//! Tracing subscriber and OpenTelemetry wiring.

use anyhow::{Context, Result};
use opentelemetry::trace::TracerProvider as _;
use opentelemetry::KeyValue;
use opentelemetry_otlp::WithExportConfig;
use opentelemetry_sdk::trace::TracerProvider;
use opentelemetry_sdk::{runtime, Resource};
use tracing_subscriber::layer::SubscriberExt;
use tracing_subscriber::util::SubscriberInitExt;
use tracing_subscriber::EnvFilter;

use crate::config::LogFormat;

const SERVICE_NAME: &str = "stepchain-agent";
const OTLP_ENDPOINT_VAR: &str = "OTEL_EXPORTER_OTLP_ENDPOINT";

/// Keeps the span exporter alive; flushes it on [`Telemetry::shutdown`].
pub struct Telemetry {
    provider: Option<TracerProvider>,
}

impl Telemetry {
    pub fn shutdown(self) {
        if let Some(provider) = self.provider {
            if let Err(err) = provider.shutdown() {
                tracing::warn!(error = %err, "failed to flush spans");
            }
        }
    }
}

/// Installs the global subscriber. `RUST_LOG` overrides the default `info`
/// filter; spans are exported over OTLP when the endpoint variable is set.
pub fn init(format: LogFormat) -> Result<Telemetry> {
    let filter = EnvFilter::try_from_default_env().unwrap_or_else(|_| EnvFilter::new("info"));

    let (text, json) = match format {
        LogFormat::Text => (Some(tracing_subscriber::fmt::layer().with_target(true)), None),
        LogFormat::Json => (None, Some(tracing_subscriber::fmt::layer().json())),
    };

    let provider = match std::env::var(OTLP_ENDPOINT_VAR) {
        Ok(endpoint) if !endpoint.trim().is_empty() => Some(otlp_provider(&endpoint)?),
        _ => None,
    };
    let otel = provider
        .as_ref()
        .map(|p| tracing_opentelemetry::layer().with_tracer(p.tracer(SERVICE_NAME)));

    tracing_subscriber::registry()
        .with(filter)
        .with(text)
        .with(json)
        .with(otel)
        .try_init()
        .context("installing tracing subscriber")?;

    Ok(Telemetry { provider })
}

fn otlp_provider(endpoint: &str) -> Result<TracerProvider> {
    let exporter = opentelemetry_otlp::SpanExporter::builder()
        .with_tonic()
        .with_endpoint(endpoint)
        .build()
        .context("building OTLP span exporter")?;

    let provider = TracerProvider::builder()
        .with_batch_exporter(exporter, runtime::Tokio)
        .with_resource(Resource::new(vec![KeyValue::new("service.name", SERVICE_NAME)]))
        .build();
    opentelemetry::global::set_tracer_provider(provider.clone());
    Ok(provider)
}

### [Work item]
Exact lines only, please: output the listing from the first line to the line with "pub fn shutdown(self)", both included.

### [Solved problem]
//! Tracing subscriber and OpenTelemetry wiring.

use anyhow::{Context, Result};
use opentelemetry::trace::TracerProvider as _;
use opentelemetry::KeyValue;
use opentelemetry_otlp::WithExportConfig;
use opentelemetry_sdk::trace::TracerProvider;
use opentelemetry_sdk::{runtime, Resource};
use tracing_subscriber::layer::SubscriberExt;
use tracing_subscriber::util::SubscriberInitExt;
use tracing_subscriber::EnvFilter;

use crate::config::LogFormat;

const SERVICE_NAME: &str = "stepchain-agent";
const OTLP_ENDPOINT_VAR: &str = "OTEL_EXPORTER_OTLP_ENDPOINT";

/// Keeps the span exporter alive; flushes it on [`Telemetry::shutdown`].
pub struct Telemetry {
    provider: Option<TracerProvider>,
}

impl Telemetry {
    pub fn shutdown(self) {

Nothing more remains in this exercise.